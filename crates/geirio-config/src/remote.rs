use std::env;

use serde::{Deserialize, Serialize};

fn default_base_url() -> String {
    "https://welsh-dictionary.ac.uk".to_string()
}

fn default_user_token() -> String {
    "JS-800509a27d53b2ebd993033281540897".to_string()
}

fn default_proxy_url() -> String {
    "https://welsh-trainer.onrender.com".to_string()
}

fn default_max_results() -> u32 {
    20
}

/// GPC servlet and proxy endpoint settings.
#[derive(Serialize, Deserialize, Clone)]
#[serde(default)]
pub struct GpcConfig {
    #[serde(default = "default_base_url")]
    pub base_url: String,
    /// Client identifier token the servlet expects on every request.
    #[serde(default = "default_user_token")]
    pub user_token: String,
    #[serde(default = "default_proxy_url")]
    pub proxy_url: String,
    #[serde(default = "default_max_results")]
    pub max_results: u32,
}

impl GpcConfig {
    pub fn new() -> Self {
        let base_url = env::var("GPC_BASE_URL").unwrap_or_else(|_| default_base_url());
        let user_token = env::var("GPC_USER_TOKEN").unwrap_or_else(|_| default_user_token());
        let proxy_url = env::var("GPC_PROXY_URL").unwrap_or_else(|_| default_proxy_url());
        let max_results = env::var("GPC_MAX_RESULTS")
            .ok()
            .and_then(|v| v.parse().ok())
            .unwrap_or_else(default_max_results);

        Self {
            base_url,
            user_token,
            proxy_url,
            max_results,
        }
    }
}

impl Default for GpcConfig {
    fn default() -> Self {
        Self {
            base_url: default_base_url(),
            user_token: default_user_token(),
            proxy_url: default_proxy_url(),
            max_results: default_max_results(),
        }
    }
}
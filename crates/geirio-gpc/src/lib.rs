pub mod client;
pub mod extract;
pub mod proxy;

pub use client::GpcClient;
pub use proxy::{ProxyClient, ProxyLookup};

#[derive(Debug, thiserror::Error)]
pub enum GpcError {
    #[error("search query must not be empty")]
    EmptyQuery,

    #[error("network error: {0}")]
    Http(#[from] reqwest::Error),

    #[error("no match found")]
    NoMatch,

    #[error("bad request: {0}")]
    BadRequest(String),

    #[error("upstream dictionary failure: {0}")]
    Upstream(String),
}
= = = = = = =
● Exercise brief: Go line by line through the records above and copy each one containing "Deserialize".

● Response to the exercise:
use serde::{Deserialize, Serialize};
#[derive(Serialize, Deserialize, Clone)]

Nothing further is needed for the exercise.